- EXERCISE REQUIREMENTS: Repeat the stretch of entries below from the line with "JSON is invalid." through the line with "let value: Value". Include both ends and add nothing.

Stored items
+++

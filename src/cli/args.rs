use clap::{Args as ClapArgs, Parser, Subcommand};
use serde_json::Value;

use crate::operations::OutputFormat;
use crate::schema::ConfigScope;

/// Command-line arguments for plugconf
#[derive(Parser, Debug, Clone)]
#[command(name = "plugconf")]
#[command(about = "Inspect, validate and save plugin configuration against its schema")]
#[command(long_about = None)]
#[command(version)]
pub struct Args {
    /// Settings file path (defaults to ./plugconf.yaml when present)
    #[arg(long, value_name = "PATH", global = true)]
    pub config: Option<String>,

    /// Enable verbose logging output
    #[arg(short, long, global = true)]
    pub verbose: bool,

    /// Output format: text or json
    #[arg(
        long = "output-format",
        value_name = "FORMAT",
        default_value = "text",
        global = true
    )]
    pub output_format: OutputFormat,

    #[command(subcommand)]
    pub command: Command,
}

#[derive(Subcommand, Debug, Clone)]
pub enum Command {
    /// List the fields of each scope and the control that edits them
    Inspect(InspectArgs),

    /// Print the values a fresh editing session would start with
    Resolve(ResolveArgs),

    /// Check values against the schema without saving
    Validate(ValidateArgs),

    /// Validate and persist the values of one scope
    Save(SaveArgs),
}

#[derive(ClapArgs, Debug, Clone)]
pub struct InspectArgs {
    /// Schema file (JSON or YAML)
    #[arg(long, value_name = "FILE", required_unless_present = "metadata")]
    pub schema: Option<String>,

    /// Plugin version metadata (JSON) carrying a `configSchema` entry
    #[arg(long, value_name = "FILE", conflicts_with = "schema")]
    pub metadata: Option<String>,
}

/// Which plugin version the configuration belongs to
#[derive(ClapArgs, Debug, Clone)]
pub struct TargetArgs {
    /// Plugin identifier
    #[arg(long, value_name = "ID")]
    pub plugin: String,

    /// Plugin version identifier
    #[arg(long = "version-id", value_name = "ID")]
    pub version_id: String,
}

#[derive(ClapArgs, Debug, Clone)]
pub struct ResolveArgs {
    #[arg(long, value_name = "FILE")]
    pub schema: String,

    #[command(flatten)]
    pub target: TargetArgs,

    /// Only resolve one scope: enterprise or personal
    #[arg(long, value_name = "SCOPE")]
    pub scope: Option<ConfigScope>,
}

#[derive(ClapArgs, Debug, Clone)]
pub struct ValidateArgs {
    #[arg(long, value_name = "FILE")]
    pub schema: String,

    /// Scope to validate: enterprise or personal
    #[arg(long, value_name = "SCOPE", default_value = "enterprise")]
    pub scope: ConfigScope,

    /// JSON file of saved values to start from
    #[arg(long, value_name = "FILE")]
    pub values: Option<String>,

    #[command(flatten)]
    pub edits: EditArgs,
}

#[derive(ClapArgs, Debug, Clone)]
pub struct SaveArgs {
    #[arg(long, value_name = "FILE")]
    pub schema: String,

    #[command(flatten)]
    pub target: TargetArgs,

    /// Scope to save: enterprise or personal
    #[arg(long, value_name = "SCOPE")]
    pub scope: ConfigScope,

    #[command(flatten)]
    pub edits: EditArgs,
}

/// Field edits applied on top of the resolved values
#[derive(ClapArgs, Debug, Clone, Default)]
pub struct EditArgs {
    /// Field value in KEY=VALUE format, read the way the field's control reads text
    /// (can be specified multiple times)
    #[arg(long = "set", value_name = "KEY=VALUE")]
    pub set: Vec<String>,

    /// Field value as JSON in KEY=JSON format (can be specified multiple times)
    /// Use this for arrays and objects
    #[arg(long = "set-json", value_name = "KEY=JSON")]
    pub set_json: Vec<String>,
}

/// One edit requested on the command line
#[derive(Debug, Clone, PartialEq)]
pub enum FieldEdit {
    /// Raw control text, interpreted for the field's type
    Text { key: String, raw: String },
    /// Exact JSON value
    Json { key: String, value: Value },
}

impl FieldEdit {
    #[must_use]
    #[inline]
    pub fn key(&self) -> &str {
        match *self {
            Self::Text { ref key, .. } | Self::Json { ref key, .. } => key,
        }
    }
}

impl EditArgs {
    /// Parse `--set` and `--set-json` into edits, `--set` first
    ///
    /// # Errors
    ///
    /// Returns an error if an argument is not `KEY=VALUE` or its JSON is invalid.
    #[inline]
    pub fn parse_edits(&self) -> anyhow::Result<Vec<FieldEdit>> {
        parse_edit_args(&self.set, &self.set_json)
    }
}

fn parse_edit_args(set_args: &[String], set_json_args: &[String]) -> anyhow::Result<Vec<FieldEdit>> {
    let mut edits = Vec::with_capacity(set_args.len() + set_json_args.len());

    for arg in set_args {
        let (key, raw) = parse_key_value(arg)?;
        edits.push(FieldEdit::Text { key, raw });
    }

    for arg in set_json_args {
        let (key, json_str) = parse_key_value(arg)?;
        let value: Value = serde_json::from_str(&json_str).map_err(|e| {
            anyhow::anyhow!("Invalid JSON in --set-json for key '{key}': {e}\nValue: {json_str}")
        })?;
        edits.push(FieldEdit::Json { key, value });
    }

    Ok(edits)
}

/// Parse KEY=VALUE string
fn parse_key_value(arg: &str) -> anyhow::Result<(String, String)> {
    match arg.split_once('=') {
        Some((key, value)) if !key.trim().is_empty() => {
            Ok((key.trim().to_owned(), value.to_owned()))
        }
        _ => Err(anyhow::anyhow!(
            "Invalid field value '{arg}'. Expected KEY=VALUE"
        )),
    }
}

#[cfg(test)]
#[expect(clippy::unwrap_used)]
mod tests {
    use super::*;
    use serde_json::json;

    #[test]
    fn test_parse_text_edits() {
        let set = vec!["host=db.internal".to_owned(), "filter=a=b".to_owned()];
        let edits = parse_edit_args(&set, &[]).unwrap();

        assert_eq!(
            edits,
            vec![
                FieldEdit::Text {
                    key: "host".to_owned(),
                    raw: "db.internal".to_owned()
                },
                FieldEdit::Text {
                    key: "filter".to_owned(),
                    raw: "a=b".to_owned()
                },
            ]
        );
    }

    #[test]
    fn test_parse_json_edits() {
        let json_args = vec![r#"limits={"rps":10}"#.to_owned()];
        let edits = parse_edit_args(&[], &json_args).unwrap();
        assert_eq!(edits[0].key(), "limits");
        assert_eq!(
            edits[0],
            FieldEdit::Json {
                key: "limits".to_owned(),
                value: json!({"rps": 10})
            }
        );
    }

    #[test]
    fn test_empty_value_is_allowed() {
        let edits = parse_edit_args(&["token=".to_owned()], &[]).unwrap();
        assert_eq!(
            edits[0],
            FieldEdit::Text {
                key: "token".to_owned(),
                raw: String::new()
            }
        );
    }

    #[test]
    fn test_invalid_edit_format() {
        let err = parse_edit_args(&["invalid".to_owned()], &[]).unwrap_err();
        assert!(err.to_string().contains("Expected KEY=VALUE"));
        assert!(parse_edit_args(&["=x".to_owned()], &[]).is_err());
    }

    #[test]
    fn test_invalid_json() {
        let err = parse_edit_args(&[], &["tags=[a".to_owned()]).unwrap_err();
        assert!(err.to_string().contains("Invalid JSON"));
    }

    #[test]
    fn test_subcommand_parsing() {
        let args = Args::try_parse_from([
            "plugconf",
            "save",
            "--schema",
            "schema.json",
            "--plugin",
            "analytics",
            "--version-id",
            "3",
            "--scope",
            "personal",
            "--set",
            "theme=dark",
            "-v",
        ])
        .unwrap();

        assert!(args.verbose);
        assert_eq!(args.output_format, OutputFormat::Text);
        let Command::Save(save) = args.command else {
            panic!("expected save");
        };
        assert_eq!(save.scope, ConfigScope::Personal);
        assert_eq!(save.target.version_id, "3");
    }
}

+++

- EXERCISE OUTPUT:
    /// Returns an error if an argument is not `KEY=VALUE` or its JSON is invalid.
    #[inline]
    pub fn parse_edits(&self) -> anyhow::Result<Vec<FieldEdit>> {
        parse_edit_args(&self.set, &self.set_json)
    }
}

fn parse_edit_args(set_args: &[String], set_json_args: &[String]) -> anyhow::Result<Vec<FieldEdit>> {
    let mut edits = Vec::with_capacity(set_args.len() + set_json_args.len());

    for arg in set_args {
        let (key, raw) = parse_key_value(arg)?;
        edits.push(FieldEdit::Text { key, raw });
    }

    for arg in set_json_args {
        let (key, json_str) = parse_key_value(arg)?;
        let value: Value = serde_json::from_str(&json_str).map_err(|e| {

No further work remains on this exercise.